Belgian reactions to “euthanasia for physical suffering”

Publié le 21 Sep, 2015

Laura, a young 24 year-old Belgian woman with a difficult childhood and adolescence behind her, has requested euthanasia because she is thinking “suicidal thoughts” (cf. Gènéthique du 1er juillet 2015 et du 5 aout 2015). This summer, the “world was moved” following the intense media coverage given to this subject.  More recently, a group of 38 Belgian personalities, “most of whom are psychiatrists or members of the medical profession” have published a “white paper” to “draw attention to their worrying concerns given the increasing number [1]of euthanasia cases brought forward by people with psychiatric disorders”.

 

These professionals challenge “the legitimacy of euthanasia for psychiatric disorders”, which do not satisfy the incurability or intolerable suffering criteria demanded by the law: “There are no measurable parameters (…) to substantiate this”.

 

 Doctor Alain Cohen published an article in the International Journal of Medicine in which he also questioned “surprising” Belgian legislation that allows euthanasia to apply in cases of mental suffering.  This situation “can be contested” since “suffering is a subjective notion”.

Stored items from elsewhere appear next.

//! Matching predicate evaluation.
//!
//! Decides whether an order is executable at a reference price, and whether
//! two opposite-side orders are complementary.

use bourse_domain::{ActivationCondition, Order, OrderKind, Price, Quantity};
use serde::{Deserialize, Serialize};
use std::fmt;
use std::str::FromStr;

// =============================================================================
// Equal Policy
// =============================================================================

/// How the `Equal` activation condition is evaluated.
#[derive(Debug, Clone, Copy, PartialEq, Eq, Default, Serialize, Deserialize)]
#[serde(rename_all = "snake_case")]
pub enum EqualPolicy {
    /// `Equal` fires while the limit is at or above the reference (legacy behaviour)
    #[default]
    AtOrAbove,
    /// `Equal` requires the limit price to equal the reference price
    Exact,
}

impl EqualPolicy {
    /// Config code
    pub fn as_str(&self) -> &'static str {
        match self {
            EqualPolicy::AtOrAbove => "at_or_above",
            EqualPolicy::Exact => "exact",
        }
    }
}

impl FromStr for EqualPolicy {
    type Err = String;

    fn from_str(s: &str) -> Result<Self, Self::Err> {
        match s.to_lowercase().as_str() {
            "at_or_above" => Ok(EqualPolicy::AtOrAbove),
            "exact" => Ok(EqualPolicy::Exact),
            other => Err(format!("unknown equal policy '{}'", other)),
        }
    }
}

impl fmt::Display for EqualPolicy {
    fn fmt(&self, f: &mut fmt::Formatter<'_>) -> fmt::Result {
        f.write_str(self.as_str())
    }
}

// =============================================================================
// Counter Liquidity
// =============================================================================

/// Quantity available on the other side of a prospective trade.
#[derive(Debug, Clone, Copy, PartialEq, Eq)]
pub enum CounterLiquidity {
    /// No upper bound (sells liquidating into exchange inventory)
    Unbounded,
    /// At most this many units
    Finite(u64),
}

impl CounterLiquidity {
    /// Check if `quantity` units can be absorbed
    pub fn covers(&self, quantity: Quantity) -> bool {
        match self {
            CounterLiquidity::Unbounded => true,
            CounterLiquidity::Finite(available) => quantity.get() <= *available,
        }
    }

    /// Whether anything at all is available
    pub fn is_positive(&self) -> bool {
        match self {
            CounterLiquidity::Unbounded => true,
            CounterLiquidity::Finite(available) => *available > 0,
        }
    }
}

// =============================================================================
// Evaluator
// =============================================================================

/// Evaluate an activation condition of `limit_price` against `reference`.
///
/// The condition names where the reference price must stand relative to the
/// limit: `GreaterOrEqual` at 20 fires once the reference reaches 20.
/// `Equal` under `AtOrAbove` fires while the limit is at or above the
/// reference.
pub fn condition_holds(
    condition: ActivationCondition,
    limit_price: Price,
    reference: Price,
    policy: EqualPolicy,
) -> bool {
    let limit = limit_price.as_decimal();
    let reference = reference.as_decimal();
    match condition {
        ActivationCondition::GreaterOrEqual => reference >= limit,
        ActivationCondition::LessOrEqual => reference <= limit,
        ActivationCondition::GreaterThan => reference > limit,
        ActivationCondition::LessThan => reference < limit,
        ActivationCondition::Equal => match policy {
            EqualPolicy::AtOrAbove => limit >= reference,
            EqualPolicy::Exact => limit == reference,
        },
    }
}

/// Matching predicate evaluator.
#[derive(Debug, Clone, Copy, Default)]
pub struct Evaluator {
    policy: EqualPolicy,
}

impl Evaluator {
    /// Create an evaluator with the given `Equal` policy
    pub fn new(policy: EqualPolicy) -> Self {
        Self { policy }
    }

    /// The configured `Equal` policy
    pub fn policy(&self) -> EqualPolicy {
        self.policy
    }

    /// Price test only: market orders always pass, limit orders pass when
    /// their activation condition holds.
    pub fn price_test(&self, order: &Order, reference: Price) -> bool {
        match order.kind {
            OrderKind::Market => true,
            OrderKind::Limit { limit_price, condition } => {
                condition_holds(condition, limit_price, reference, self.policy)
            },
        }
    }

    /// Check if `order` can execute now.
    ///
    /// Requires an active order, enough counter liquidity, and a passing
    /// price test.
    pub fn is_executable(
        &self,
        order: &Order,
        reference: Price,
        liquidity: CounterLiquidity,
    ) -> bool {
        order.is_active() && liquidity.covers(order.quantity) && self.price_test(order, reference)
    }

    /// Check if `counter` can settle against `subject` in one trade.
    ///
    /// Both must be active, opposite sides, same investment, equal quantity,
    /// and from different portfolios. Two limit orders must carry mirrored
    /// conditions that both hold at `reference`. When either side is a
    /// market order, the other side only needs its own price test to pass.
    pub fn are_complementary(&self, subject: &Order, counter: &Order, reference: Price) -> bool {
        if !subject.is_active() || !counter.is_active() {
            return false;
        }
        if subject.side == counter.side
            || subject.investment_id != counter.investment_id
            || subject.quantity != counter.quantity
            || subject.portfolio_id == counter.portfolio_id
        {
            return false;
        }

        match (subject.condition(), counter.condition()) {
            (Some(mine), Some(theirs)) => {
                theirs == mine.mirror()
                    && self.price_test(subject, reference)
                    && self.price_test(counter, reference)
            },
            _ => self.price_test(subject, reference) && self.price_test(counter, reference),
        }
    }
}

// =============================================================================
// Tests
// =============================================================================
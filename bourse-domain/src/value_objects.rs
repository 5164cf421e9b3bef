//! Value Objects for the Bourse Domain
//!
//! Immutable, validated domain primitives.
//! All value objects enforce invariants at construction time.

use rust_decimal::Decimal;
use serde::{Deserialize, Serialize};
use std::fmt;
use std::str::FromStr;

/// Domain errors for value object validation
#[derive(Debug, Clone, PartialEq, Eq, thiserror::Error)]
pub enum DomainError {
    /// Price must be non-negative
    #[error("Invalid price: {0}")]
    InvalidPrice(String),

    /// Quantity must be positive
    #[error("Invalid quantity: {0}")]
    InvalidQuantity(String),

    /// Money amount must be non-negative
    #[error("Invalid amount: {0}")]
    InvalidAmount(String),

    /// Unknown activation condition code
    #[error("Invalid activation condition: {0}")]
    InvalidCondition(String),

    /// Unknown order status code
    #[error("Invalid order status: {0}")]
    InvalidStatus(String),

    /// Unknown investment kind
    #[error("Invalid investment kind: {0}")]
    InvalidInvestmentKind(String),

    /// Structurally invalid order or trade
    #[error("Invalid order data: {0}")]
    InvalidOrder(String),

    /// Invalid state transition
    #[error("Invalid state transition: {0}")]
    InvalidStateTransition(String),
}

// =============================================================================
// Price
// =============================================================================

/// Price represents a non-negative decimal price per unit
///
/// # Invariants
/// - Must be >= 0
/// Decimal places kept for money amounts (the `NUMERIC(24, 8)` columns)
pub const MONEY_SCALE: u32 = 8;

/// Check if `value` needs more than `MONEY_SCALE` decimal places
pub fn exceeds_money_scale(value: Decimal) -> bool {
    value.normalize().scale() > MONEY_SCALE
}

#[derive(Debug, Clone, Copy, PartialEq, Eq, PartialOrd, Ord, Hash, Serialize, Deserialize)]
#[serde(try_from = "Decimal", into = "Decimal")]
pub struct Price(Decimal);

impl Price {
    /// Create a new Price with validation
    ///
    /// # Errors
    /// Returns `DomainError::InvalidPrice` if value < 0 or carries more than
    /// `MONEY_SCALE` decimal places
    pub fn new(value: Decimal) -> Result<Self, DomainError> {
        if value < Decimal::ZERO {
            return Err(DomainError::InvalidPrice(format!("Price must be non-negative, got {}", value)));
        }
        if exceeds_money_scale(value) {
            return Err(DomainError::InvalidPrice(format!(
                "Price allows at most {} decimal places, got {}",
                MONEY_SCALE, value
            )));
        }
        Ok(Self(value))
    }

    /// Get the underlying Decimal value
    pub fn as_decimal(&self) -> Decimal {
        self.0
    }

    /// A zero price
    pub fn zero() -> Self {
        Self(Decimal::ZERO)
    }

    /// Money amount for `quantity` units at this price, `None` on overflow
    pub fn notional(&self, quantity: Quantity) -> Option<Decimal> {
        self.0.checked_mul(quantity.as_decimal())
    }
}

impl TryFrom<Decimal> for Price {
    type Error = DomainError;

    fn try_from(value: Decimal) -> Result<Self, Self::Error> {
        Self::new(value)
    }
}

impl From<Price> for Decimal {
    fn from(price: Price) -> Self {
        price.0
    }
}

impl fmt::Display for Price {
    fn fmt(&self, f: &mut fmt::Formatter<'_>) -> fmt::Result {
        write!(f, "{}", self.0)
    }
}

// =============================================================================
// Quantity
// =============================================================================

/// Quantity represents a positive whole number of units
///
/// # Invariants
/// - Must be > 0
#[derive(Debug, Clone, Copy, PartialEq, Eq, PartialOrd, Ord, Hash, Serialize, Deserialize)]
#[serde(try_from = "u64", into = "u64")]
pub struct Quantity(u64);

impl Quantity {
    /// Create a new Quantity with validation
    ///
    /// # Errors
    /// Returns `DomainError::InvalidQuantity` if value == 0
    pub fn new(value: u64) -> Result<Self, DomainError> {
        if value == 0 {
            return Err(DomainError::InvalidQuantity("Quantity must be positive".to_string()));
        }
        Ok(Self(value))
    }

    /// Number of units
    pub fn get(&self) -> u64 {
        self.0
    }

    /// Quantity as a Decimal, for money arithmetic
    pub fn as_decimal(&self) -> Decimal {
        Decimal::from(self.0)
    }
}

impl TryFrom<u64> for Quantity {
    type Error = DomainError;

    fn try_from(value: u64) -> Result<Self, Self::Error> {
        Self::new(value)
    }
}

impl From<Quantity> for u64 {
    fn from(quantity: Quantity) -> Self {
        quantity.0
    }
}

impl fmt::Display for Quantity {
    fn fmt(&self, f: &mut fmt::Formatter<'_>) -> fmt::Result {
        write!(f, "{}", self.0)
    }
}

// =============================================================================
// Order Side
// =============================================================================

/// Buy or sell
#[derive(Debug, Clone, Copy, PartialEq, Eq, Hash, Serialize, Deserialize)]
#[serde(rename_all = "lowercase")]
pub enum OrderSide {
    /// Acquire units, pay money
    Buy,
    /// Give up units, receive money
    Sell,
}

impl OrderSide {
    /// Map the wire-level `is_sell` flag to a side
    pub fn from_is_sell(is_sell: bool) -> Self {
        if is_sell {
            OrderSide::Sell
        } else {
            OrderSide::Buy
        }
    }

    /// Whether this is the sell side
    pub fn is_sell(&self) -> bool {
        matches!(self, OrderSide::Sell)
    }

    /// The side a counter-order must have
    pub fn opposite(&self) -> Self {
        match self {
            OrderSide::Buy => OrderSide::Sell,
            OrderSide::Sell => OrderSide::Buy,
        }
    }

    /// Storage code
    pub fn as_str(&self) -> &'static str {
        match self {
            OrderSide::Buy => "buy",
            OrderSide::Sell => "sell",
        }
    }
}

impl fmt::Display for OrderSide {
    fn fmt(&self, f: &mut fmt::Formatter<'_>) -> fmt::Result {
        f.write_str(self.as_str())
    }
}

// =============================================================================
// Activation Condition
// =============================================================================

/// Where the investment's reference price must stand relative to the limit
/// price for a limit order to become executable.
///
/// Codes match the persisted form: `gte`, `lte`, `gt`, `lt`, `equal`.
#[derive(Debug, Clone, Copy, PartialEq, Eq, Hash, Serialize, Deserialize)]
pub enum ActivationCondition {
    /// reference price >= limit price
    #[serde(rename = "gte")]
    GreaterOrEqual,
    /// reference price <= limit price
    #[serde(rename = "lte")]
    LessOrEqual,
    /// reference price > limit price
    #[serde(rename = "gt")]
    GreaterThan,
    /// reference price < limit price
    #[serde(rename = "lt")]
    LessThan,
    /// See `EqualPolicy` in the engine for how this is evaluated
    #[serde(rename = "equal")]
    Equal,
}

impl ActivationCondition {
    /// All conditions, in declaration order
    pub const ALL: [ActivationCondition; 5] = [
        ActivationCondition::GreaterOrEqual,
        ActivationCondition::LessOrEqual,
        ActivationCondition::GreaterThan,
        ActivationCondition::LessThan,
        ActivationCondition::Equal,
    ];

    /// The condition a complementary counter-order must carry
    pub fn mirror(&self) -> Self {
        match self {
            ActivationCondition::GreaterOrEqual => ActivationCondition::LessOrEqual,
            ActivationCondition::LessOrEqual => ActivationCondition::GreaterOrEqual,
            ActivationCondition::GreaterThan => ActivationCondition::LessThan,
            ActivationCondition::LessThan => ActivationCondition::GreaterThan,
            ActivationCondition::Equal => ActivationCondition::Equal,
        }
    }

    /// Storage code
    pub fn as_str(&self) -> &'static str {
        match self {
            ActivationCondition::GreaterOrEqual => "gte",
            ActivationCondition::LessOrEqual => "lte",
            ActivationCondition::GreaterThan => "gt",
            ActivationCondition::LessThan => "lt",
            ActivationCondition::Equal => "equal",
        }
    }
}

impl FromStr for ActivationCondition {
    type Err = DomainError;

    fn from_str(s: &str) -> Result<Self, Self::Err> {
        match s {
            "gte" => Ok(ActivationCondition::GreaterOrEqual),
            "lte" => Ok(ActivationCondition::LessOrEqual),
            "gt" => Ok(ActivationCondition::GreaterThan),
            "lt" => Ok(ActivationCondition::LessThan),
            "equal" => Ok(ActivationCondition::Equal),
            other => Err(DomainError::InvalidCondition(other.to_string())),
        }
    }
}

impl fmt::Display for ActivationCondition {
    fn fmt(&self, f: &mut fmt::Formatter<'_>) -> fmt::Result {
        f.write_str(self.as_str())
    }
}

// =============================================================================
// Investment Kind
// =============================================================================

/// Kind of tradable instrument
#[derive(Debug, Clone, Copy, PartialEq, Eq, Hash, Serialize, Deserialize)]
#[serde(rename_all = "lowercase")]
pub enum InvestmentKind {
    /// Exchange-listed share
    Stock,
    /// Crypto asset
    Cryptocurrency,
}

impl InvestmentKind {
    /// Storage code
    pub fn as_str(&self) -> &'static str {
        match self {
            InvestmentKind::Stock => "stock",
            InvestmentKind::Cryptocurrency => "cryptocurrency",
        }
    }
}

impl FromStr for InvestmentKind {
    type Err = DomainError;

    fn from_str(s: &str) -> Result<Self, Self::Err> {
        match s {
            "stock" => Ok(InvestmentKind::Stock),
            "cryptocurrency" => Ok(InvestmentKind::Cryptocurrency),
            other => Err(DomainError::InvalidInvestmentKind(other.to_string())),
        }
    }
}

// =============================================================================
// Tests
// =============================================================================
//! In-memory store implementation
//!
//! Used for testing and development without a database.
//! Committed state sits behind an `RwLock`; units of work are serialized by
//! a single writer mutex and stage their writes until commit, so readers
//! outside a transaction only ever observe committed state.

use crate::error::StoreError;
use crate::repository::{LedgerTx, OrderQuery, Store};
use async_trait::async_trait;
use bourse_domain::{
    Investment, InvestmentId, Order, OrderId, Portfolio, PortfolioId, Trade, TradeId,
    TradeParties, User, UserId,
};
use rust_decimal::Decimal;
use std::collections::{BTreeMap, HashMap};
use std::hash::Hash;
use std::sync::{Arc, PoisonError, RwLock, RwLockReadGuard, RwLockWriteGuard};
use tokio::sync::{Mutex, OwnedMutexGuard};

#[derive(Debug, Default)]
struct LedgerState {
    users: HashMap<UserId, User>,
    investments: HashMap<InvestmentId, Investment>,
    portfolios: HashMap<PortfolioId, Portfolio>,
    orders: HashMap<OrderId, Order>,
    trades: Vec<Trade>,
}

fn read(state: &RwLock<LedgerState>) -> RwLockReadGuard<'_, LedgerState> {
    state.read().unwrap_or_else(PoisonError::into_inner)
}

fn write(state: &RwLock<LedgerState>) -> RwLockWriteGuard<'_, LedgerState> {
    state.write().unwrap_or_else(PoisonError::into_inner)
}

fn sort_and_cap(mut orders: Vec<Order>, query: &OrderQuery) -> Vec<Order> {
    orders.sort_by(|a, b| (a.created_at, a.id).cmp(&(b.created_at, b.id)));
    if let Some(limit) = query.limit {
        orders.truncate(limit);
    }
    orders
}

/// In-memory store for testing
#[derive(Clone, Default)]
pub struct MemoryStore {
    state: Arc<RwLock<LedgerState>>,
    writer: Arc<Mutex<()>>,
}

impl MemoryStore {
    /// Create a new empty in-memory store
    pub fn new() -> Self {
        Self::default()
    }

    /// Get the number of users
    pub fn user_count(&self) -> usize {
        read(&self.state).users.len()
    }

    /// Get the number of orders
    pub fn order_count(&self) -> usize {
        read(&self.state).orders.len()
    }

    /// Get the number of trades
    pub fn trade_count(&self) -> usize {
        read(&self.state).trades.len()
    }

    /// All committed users
    pub fn users(&self) -> Vec<User> {
        read(&self.state).users.values().cloned().collect()
    }

    /// All committed portfolios
    pub fn portfolios(&self) -> Vec<Portfolio> {
        read(&self.state).portfolios.values().cloned().collect()
    }

    /// All committed trades, in insertion order
    pub fn trades(&self) -> Vec<Trade> {
        read(&self.state).trades.clone()
    }

    /// Clear all data (useful for test setup)
    pub fn clear(&self) {
        *write(&self.state) = LedgerState::default();
    }
}

#[async_trait]
impl Store for MemoryStore {
    async fn begin(&self) -> Result<Box<dyn LedgerTx>, StoreError> {
        let guard = self.writer.clone().lock_owned().await;
        Ok(Box::new(MemoryTx {
            state: self.state.clone(),
            guard: Some(guard),
            staged: Staged::default(),
        }))
    }

    async fn find_user(&self, id: UserId) -> Result<Option<User>, StoreError> {
        Ok(read(&self.state).users.get(&id).cloned())
    }

    async fn find_investment(&self, id: InvestmentId) -> Result<Option<Investment>, StoreError> {
        Ok(read(&self.state).investments.get(&id).cloned())
    }

    async fn find_investment_by_name(
        &self,
        name: &str,
    ) -> Result<Option<Investment>, StoreError> {
        Ok(read(&self.state).investments.values().find(|i| i.name == name).cloned())
    }

    async fn find_portfolio(&self, id: PortfolioId) -> Result<Option<Portfolio>, StoreError> {
        Ok(read(&self.state).portfolios.get(&id).cloned())
    }

    async fn find_portfolio_for(
        &self,
        owner_id: UserId,
        investment_id: InvestmentId,
    ) -> Result<Option<Portfolio>, StoreError> {
        Ok(read(&self.state)
            .portfolios
            .values()
            .find(|p| p.owner_id == owner_id && p.investment_id == investment_id)
            .cloned())
    }

    async fn find_order(&self, id: OrderId) -> Result<Option<Order>, StoreError> {
        Ok(read(&self.state).orders.get(&id).cloned())
    }

    async fn find_orders(&self, query: &OrderQuery) -> Result<Vec<Order>, StoreError> {
        let orders = read(&self.state)
            .orders
            .values()
            .filter(|o| query.matches(o))
            .cloned()
            .collect();
        Ok(sort_and_cap(orders, query))
    }

    async fn active_limit_investments(&self) -> Result<Vec<(InvestmentId, u64)>, StoreError> {
        let mut counts: BTreeMap<InvestmentId, u64> = BTreeMap::new();
        for order in read(&self.state).orders.values() {
            if order.is_active() && order.is_limit() {
                *counts.entry(order.investment_id).or_default() += 1;
            }
        }
        Ok(counts.into_iter().collect())
    }

    async fn find_trades_by_order(&self, order_id: OrderId) -> Result<Vec<Trade>, StoreError> {
        Ok(read(&self.state)
            .trades
            .iter()
            .filter(|t| t.references_order(order_id))
            .cloned()
            .collect())
    }

    async fn find_trades_by_investment(
        &self,
        investment_id: InvestmentId,
    ) -> Result<Vec<Trade>, StoreError> {
        Ok(read(&self.state)
            .trades
            .iter()
            .filter(|t| t.investment_id == investment_id)
            .cloned()
            .collect())
    }
}

// =============================================================================
// Transaction
// =============================================================================

#[derive(Default)]
struct Staged {
    users: HashMap<UserId, User>,
    investments: HashMap<InvestmentId, Investment>,
    portfolios: HashMap<PortfolioId, Portfolio>,
    orders: HashMap<OrderId, Order>,
    trades: Vec<Trade>,
}

/// Committed rows overlaid with staged ones.
fn merged<K: Eq + Hash, V: Clone>(committed: &HashMap<K, V>, staged: &HashMap<K, V>) -> Vec<V> {
    committed
        .iter()
        .filter(|(id, _)| !staged.contains_key(*id))
        .map(|(_, row)| row.clone())
        .chain(staged.values().cloned())
        .collect()
}

/// Unit of work over a `MemoryStore`.
///
/// Holds the writer lock for its whole lifetime.
pub struct MemoryTx {
    state: Arc<RwLock<LedgerState>>,
    guard: Option<OwnedMutexGuard<()>>,
    staged: Staged,
}

impl MemoryTx {
    fn ensure_open(&self) -> Result<(), StoreError> {
        if self.guard.is_some() {
            Ok(())
        } else {
            Err(StoreError::TransactionClosed)
        }
    }

    fn user(&self, id: UserId) -> Option<User> {
        self.staged
            .users
            .get(&id)
            .cloned()
            .or_else(|| read(&self.state).users.get(&id).cloned())
    }

    fn investment(&self, id: InvestmentId) -> Option<Investment> {
        self.staged
            .investments
            .get(&id)
            .cloned()
            .or_else(|| read(&self.state).investments.get(&id).cloned())
    }

    fn portfolio(&self, id: PortfolioId) -> Option<Portfolio> {
        self.staged
            .portfolios
            .get(&id)
            .cloned()
            .or_else(|| read(&self.state).portfolios.get(&id).cloned())
    }

    fn order(&self, id: OrderId) -> Option<Order> {
        self.staged
            .orders
            .get(&id)
            .cloned()
            .or_else(|| read(&self.state).orders.get(&id).cloned())
    }

    fn trade_exists(&self, id: TradeId) -> bool {
        self.staged.trades.iter().any(|t| t.id == id)
            || read(&self.state).trades.iter().any(|t| t.id == id)
    }
}

#[async_trait]
impl LedgerTx for MemoryTx {
    async fn load_user(&mut self, id: UserId) -> Result<User, StoreError> {
        self.ensure_open()?;
        self.user(id).ok_or_else(|| StoreError::not_found("user", id))
    }

    async fn load_investment(&mut self, id: InvestmentId) -> Result<Investment, StoreError> {
        self.ensure_open()?;
        self.investment(id).ok_or_else(|| StoreError::not_found("investment", id))
    }

    async fn load_portfolio(&mut self, id: PortfolioId) -> Result<Portfolio, StoreError> {
        self.ensure_open()?;
        self.portfolio(id).ok_or_else(|| StoreError::not_found("portfolio", id))
    }

    async fn load_order(&mut self, id: OrderId) -> Result<Order, StoreError> {
        self.ensure_open()?;
        self.order(id).ok_or_else(|| StoreError::not_found("order", id))
    }

    async fn find_order(&mut self, id: OrderId) -> Result<Option<Order>, StoreError> {
        self.ensure_open()?;
        Ok(self.order(id))
    }

    async fn find_portfolio_for(
        &mut self,
        owner_id: UserId,
        investment_id: InvestmentId,
    ) -> Result<Option<Portfolio>, StoreError> {
        self.ensure_open()?;
        let portfolios = merged(&read(&self.state).portfolios, &self.staged.portfolios);
        Ok(portfolios
            .into_iter()
            .find(|p| p.owner_id == owner_id && p.investment_id == investment_id))
    }

    async fn find_orders(&mut self, query: &OrderQuery) -> Result<Vec<Order>, StoreError> {
        self.ensure_open()?;
        let orders = merged(&read(&self.state).orders, &self.staged.orders)
            .into_iter()
            .filter(|o| query.matches(o))
            .collect();
        Ok(sort_and_cap(orders, query))
    }

    async fn save_user(&mut self, user: &User) -> Result<(), StoreError> {
        self.ensure_open()?;
        if user.balance < Decimal::ZERO {
            return Err(StoreError::Constraint(format!(
                "users_balance_non_negative: user {} balance {}",
                user.id, user.balance
            )));
        }
        let taken = merged(&read(&self.state).users, &self.staged.users)
            .iter()
            .any(|u| u.email == user.email && u.id != user.id);
        if taken {
            return Err(StoreError::duplicate("user", &user.email));
        }
        self.staged.users.insert(user.id, user.clone());
        Ok(())
    }

    async fn save_investment(&mut self, investment: &Investment) -> Result<(), StoreError> {
        self.ensure_open()?;
        let taken = merged(&read(&self.state).investments, &self.staged.investments)
            .iter()
            .any(|i| i.name == investment.name && i.id != investment.id);
        if taken {
            return Err(StoreError::duplicate("investment", &investment.name));
        }
        self.staged.investments.insert(investment.id, investment.clone());
        Ok(())
    }

    async fn save_portfolio(&mut self, portfolio: &Portfolio) -> Result<(), StoreError> {
        self.ensure_open()?;
        if portfolio.cost_basis < Decimal::ZERO {
            return Err(StoreError::Constraint(format!(
                "portfolios_cost_basis_non_negative: portfolio {}",
                portfolio.id
            )));
        }
        if self.user(portfolio.owner_id).is_none()
            || self.investment(portfolio.investment_id).is_none()
        {
            return Err(StoreError::Constraint(format!(
                "portfolios foreign key: portfolio {} references a missing owner or investment",
                portfolio.id
            )));
        }
        let taken = merged(&read(&self.state).portfolios, &self.staged.portfolios)
            .iter()
            .any(|p| {
                p.owner_id == portfolio.owner_id
                    && p.investment_id == portfolio.investment_id
                    && p.id != portfolio.id
            });
        if taken {
            return Err(StoreError::duplicate(
                "portfolio",
                format!("{}/{}", portfolio.owner_id, portfolio.investment_id),
            ));
        }
        self.staged.portfolios.insert(portfolio.id, portfolio.clone());
        Ok(())
    }

    async fn save_order(&mut self, order: &Order) -> Result<(), StoreError> {
        self.ensure_open()?;
        if self.portfolio(order.portfolio_id).is_none() {
            return Err(StoreError::Constraint(format!(
                "orders foreign key: order {} references missing portfolio {}",
                order.id, order.portfolio_id
            )));
        }
        self.staged.orders.insert(order.id, order.clone());
        Ok(())
    }

    async fn insert_trade(&mut self, trade: &Trade) -> Result<(), StoreError> {
        self.ensure_open()?;
        if let TradeParties::Peer { buyer_id, seller_id } = trade.parties {
            if buyer_id == seller_id {
                return Err(StoreError::Constraint(format!(
                    "trades_seller_not_buyer: trade {}",
                    trade.id
                )));
            }
        }
        if self.trade_exists(trade.id) {
            return Err(StoreError::duplicate("trade", trade.id));
        }
        self.staged.trades.push(trade.clone());
        Ok(())
    }

    async fn commit(&mut self) -> Result<(), StoreError> {
        let guard = self.guard.take().ok_or(StoreError::TransactionClosed)?;
        let staged = std::mem::take(&mut self.staged);
        {
            let mut state = write(&self.state);
            state.users.extend(staged.users);
            state.investments.extend(staged.investments);
            state.portfolios.extend(staged.portfolios);
            state.orders.extend(staged.orders);
            state.trades.extend(staged.trades);
        }
        drop(guard);
        Ok(())
    }

    async fn rollback(&mut self) -> Result<(), StoreError> {
        let guard = self.guard.take().ok_or(StoreError::TransactionClosed)?;
        self.staged = Staged::default();
        drop(guard);
        Ok(())
    }
}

The gradual extension of Belgian law to cover euthanasia has triggered “an uncontrollable downward spiral”: “who will be next after patients with mental health issues (or presumed as such by experts) and children?”

 

 On a more general note, Doctor Cohen sees a reversal of the doctor-patient relationship in this legislation: do “patients have the right to say to doctors, ‘if you’re not a murderer, kill me‘?”And conversely, “If a Doctorate in Medicine gives the holder (…) a possible ‘right to kill, aren’t we at risk of losing our confidence in doctors?”

 

 [1]Between 50 and 60 cases in 2013 and 2014 alone”.